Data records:
----------------------------------------

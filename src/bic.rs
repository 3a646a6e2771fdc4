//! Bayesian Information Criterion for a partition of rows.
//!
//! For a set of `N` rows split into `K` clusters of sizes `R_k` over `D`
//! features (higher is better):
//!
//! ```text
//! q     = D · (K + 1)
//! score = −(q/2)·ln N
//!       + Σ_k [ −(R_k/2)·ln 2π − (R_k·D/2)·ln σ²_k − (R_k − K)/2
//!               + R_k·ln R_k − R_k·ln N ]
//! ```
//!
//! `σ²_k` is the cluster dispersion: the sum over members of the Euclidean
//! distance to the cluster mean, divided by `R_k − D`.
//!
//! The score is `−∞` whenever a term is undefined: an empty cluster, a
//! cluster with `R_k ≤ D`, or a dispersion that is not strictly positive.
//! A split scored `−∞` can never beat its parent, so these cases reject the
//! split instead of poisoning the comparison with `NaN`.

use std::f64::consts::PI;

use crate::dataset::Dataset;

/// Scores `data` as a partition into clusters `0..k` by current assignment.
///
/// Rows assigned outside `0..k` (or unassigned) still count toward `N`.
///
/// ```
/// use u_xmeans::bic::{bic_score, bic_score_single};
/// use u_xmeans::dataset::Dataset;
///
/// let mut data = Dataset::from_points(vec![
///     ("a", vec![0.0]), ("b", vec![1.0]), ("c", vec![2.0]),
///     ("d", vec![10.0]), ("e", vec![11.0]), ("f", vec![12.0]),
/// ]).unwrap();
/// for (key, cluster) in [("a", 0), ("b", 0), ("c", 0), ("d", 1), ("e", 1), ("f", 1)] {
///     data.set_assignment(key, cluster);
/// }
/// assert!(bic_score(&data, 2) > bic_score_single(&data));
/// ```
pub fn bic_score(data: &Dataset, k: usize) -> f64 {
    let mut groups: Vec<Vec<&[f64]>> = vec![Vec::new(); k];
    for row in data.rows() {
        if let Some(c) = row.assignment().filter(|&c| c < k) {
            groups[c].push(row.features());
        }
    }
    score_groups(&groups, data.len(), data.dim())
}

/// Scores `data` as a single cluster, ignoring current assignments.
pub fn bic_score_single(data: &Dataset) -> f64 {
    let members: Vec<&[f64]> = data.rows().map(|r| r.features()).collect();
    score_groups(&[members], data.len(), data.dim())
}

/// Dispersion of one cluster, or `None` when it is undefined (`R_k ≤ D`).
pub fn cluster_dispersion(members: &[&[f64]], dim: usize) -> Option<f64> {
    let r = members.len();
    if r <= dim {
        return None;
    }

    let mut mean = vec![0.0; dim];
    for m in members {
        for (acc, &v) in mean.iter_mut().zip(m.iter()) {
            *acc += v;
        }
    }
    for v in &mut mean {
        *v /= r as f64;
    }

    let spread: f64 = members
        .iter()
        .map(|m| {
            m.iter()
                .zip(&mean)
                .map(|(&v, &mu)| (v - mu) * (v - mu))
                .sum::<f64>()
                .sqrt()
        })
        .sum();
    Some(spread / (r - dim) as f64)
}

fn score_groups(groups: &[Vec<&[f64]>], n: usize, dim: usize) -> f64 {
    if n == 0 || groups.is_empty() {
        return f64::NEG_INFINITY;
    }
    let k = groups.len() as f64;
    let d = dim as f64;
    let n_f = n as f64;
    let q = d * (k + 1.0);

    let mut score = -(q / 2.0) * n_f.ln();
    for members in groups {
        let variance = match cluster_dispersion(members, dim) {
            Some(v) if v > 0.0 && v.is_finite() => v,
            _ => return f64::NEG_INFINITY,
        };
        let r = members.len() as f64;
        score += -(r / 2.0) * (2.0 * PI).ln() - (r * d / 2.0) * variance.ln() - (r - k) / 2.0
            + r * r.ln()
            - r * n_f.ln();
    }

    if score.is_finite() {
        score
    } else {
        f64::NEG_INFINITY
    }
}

----------------------------------------

■ WORK INSTRUCTION:
Work through the records above line by line and count those that hold the string "usize". Give only the result.

■ EXERCISE ANSWER:
3